きょうはひそかに来るつもりでいた。(報道陣の)みなさんにお会いできると思っておらず、びっくりしている。ずっと京都で病気の療養をしており、一昨日に思いついて昨日、参った。一年間寝ていて完全に治っておらず、一人ではよろよろして歩けないので、無事に帰れるかなと心の片隅で思っていた。「もう私はここで死んでも良い」という気持ちで来た。九十三歳になり、飽き飽きして、いつでも死んで良いと思っている。
私は終戦で、「正しい戦争だ」と丸々信じ込んでいたばかさ加減に気付いた。「これからは自分の手や皮膚で触り、感じたことだけを信じていこう」というのが私の戦後の革命だった。その後、小さな子供を残して夫の家を出て放浪の生活が始まったが、自分のしたいことをしたので、苦労したとは思わない。五十一歳で出家し、仏教の思想がだいぶ入った。お釈迦(しゃか)さまの言葉で一番素晴らしいのは「殺すなかれ、殺させるなかれ」。人間が一番守らねばならない、幸せになる根本の思想だ。

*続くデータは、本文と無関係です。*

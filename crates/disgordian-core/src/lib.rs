//! Disgordian core: transport-agnostic gateway protocol primitives and errors.
//!
//! This crate defines the wire-level envelope, opcode set, handshake payloads
//! and the error surface shared by the gateway session and its tests. It
//! carries no transport or runtime dependencies.
//!
//! Panics, `unwrap`, and `expect` are compile-denied here. All fallible paths
//! surface as `DisgordianError`/`Result`, so a malformed frame from the peer
//! ends a session cleanly instead of aborting the process.

#![deny(clippy::unwrap_used)]
#![deny(clippy::expect_used)]
#![deny(clippy::panic)]

pub mod error;
pub mod protocol;

/// Shared result type.
pub use error::{DisgordianError, ErrorClass, Result};
//! Decode-once codec for the transport layer.
//!
//! - Text and Binary frames => Envelope (lazy `RawValue` for `d`)
//! - Close is surfaced for lifecycle management

use disgordian_core::{error::Result, protocol};

use super::Frame;

#[derive(Debug)]
pub enum Inbound {
    Envelope { env: protocol::Envelope, bytes_len: usize },
    Close { code: Option<u16> },
}

pub fn decode(frame: Frame) -> Result<Inbound> {
    match frame {
        Frame::Text(s) => {
            let env = protocol::decode_str(&s)?;
            Ok(Inbound::Envelope { env, bytes_len: s.len() })
        }
        // uncompressed JSON may also arrive in binary frames
        Frame::Binary(b) => {
            let env = protocol::decode(&b)?;
            Ok(Inbound::Envelope { env, bytes_len: b.len() })
        }
        Frame::Close { code, reason } => {
            tracing::debug!(?code, %reason, "peer sent close frame");
            Ok(Inbound::Close { code })
        }
    }
}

しかし、また戦争がいまにも始まりそうな気配になってきている。いまの日本の状態は昭和十六、七年ごろの雰囲気だ。(あのころは)学校も食べ物もあり、普通の生活をしていた。でもだんだんと戦争に傾いていくと「欲しがりません勝つまでは」とか、「ぜいたくはしちゃいけない」と言って着物の袖を切ったりとばかみたいなことが始まった。それまでのように自由じゃなくなってきた。(いまの日本も)表向きは平和だが、すぐ少し後ろの方に軍靴の音が続々と聞こえている、そういう危険な感じがする。
このまま安倍さんの思想で政治が続いていったら、やはり戦争になると思う。それを防がなければならない。私も最後の力を出して戦争を反対する行動を起こしたい。もし今度の上京で死ぬことがあっても、自己責任だと思って来た。
安倍さんは「戦争じゃない」と言っているが、憲法九条を壊して戦争のできる国にされたら「戦争をしない」と言っても世界が認めないでしょう。安倍さんはおじいさん(岸信介元首相)の後ばっかり追わないで、もっと日本国民の身になって考えてほしい。子供を戦争で殺される人の悲惨さが分からないのではないか。人間は自分で経験しないと分からない。 
今回、東京に来たのは「国会の前で座りたい」と思ったから。(最初は)年寄りたちを集めて国会の前に座りたかった。そうすれば、必ず冷えて、年寄りが三人や四人死ぬでしょ。あなた方(報道陣)はほっとけないから、大騒ぎするでしょ、話が盛り上がると思って。でもみんなが死んだら大変なことになる。(お年寄りを)誘わないで一人で行くことにした。
今後も戦争反対について、同じことを言ったり、書いたりしていきたい。私はものを書く仕事を与えられているし、法話もしている。集まってくれた人たちにこういう気持ちを伝えたい。